Figure 1

Analysis of editing efficiency at the I/M site in Gabra-3 editing reporters in HeLa cells. (a) Mouse Gabra-3 mutants used to analyze editing efficiency depending on the location of the inducer element. The I/M site is located in exon 9 of the Gabra-3 transcript and the dsRNA structure and editing site is illustrated as a line and a dot. The reverse arrows illustrate the position of the IE in the different mutants. In the WT construct the IE is positioned 150 nucleotides from the I/M site and illustrated as a dotted line. In the ΔIE mutant the IE is deleted. In the DDS IE mutant the IE is moved 300 nucleotides downstream of the I/M site and in the US IE the IE is moved 150 nucleotides upstream of the I/M site. In the Alu-IE, the native IE is replaced by the human inverted Alu found in the 3' UTR of the PSMB2 gene. (b) Example Sanger sequence chromatograms of the I/M site after RT-PCR from transfections with Gabra-3 mutants.
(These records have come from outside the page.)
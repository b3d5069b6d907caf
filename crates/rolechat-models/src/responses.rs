use serde::Deserialize;

use crate::ChatMessage;

/// Token usage information from API response
#[derive(Debug, Clone, Deserialize)]
pub struct Usage {
    pub prompt_tokens: usize,
    pub completion_tokens: usize,
    pub total_tokens: usize,
}

/// Chat API response structure
#[derive(Debug, Deserialize)]
pub struct ChatResponse {
    pub choices: Vec<Choice>,
    #[serde(default)]
    pub id: Option<String>,
    #[serde(default)]
    pub model: Option<String>,
    #[serde(default)]
    pub usage: Option<Usage>,
}

/// Choice structure within chat response
#[derive(Debug, Deserialize)]
pub struct Choice {
    pub message: ChatMessage,
    #[serde(default)]
    pub index: Option<i32>,
    #[serde(default)]
    pub finish_reason: Option<String>,
}

impl ChatResponse {
    /// Content of the first choice, if the API produced one
    pub fn first_content(self) -> Option<String> {
        self.choices.into_iter().next().map(|choice| choice.message.content)
    }
}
Editing is seen as a dual A and G peak. Below, reproducible triplicates were compared with known levels of I/M site editing using 454 high-throughput sequencing (see Materials and methods and [11]) and classified into different levels of editing from non to full. (c) Quantification of editing efficiency of the different Gabra-3 mutants. All mutants were tested at least in triplicate. The amount of edited transcript was determined by measuring the ratio between the A and G peak heights and represented as a percentage. The bars represent the mean value of the ratio between the A and G peak heights. Error bars are standard deviation. Significance: *P = 0.05, **P < 0.05 (two-tailed Student’s t-test) (for details see Materials and methods section). DDS IE, downstream inducer element; ΔIE, deleted inducer element; IE, inducer element; I/M, isoleucine to methionine; nt nucleotide; RT-PCR, reverse transcription polymerase chain reaction; US IE, upstream inducer element; WT, wild-type.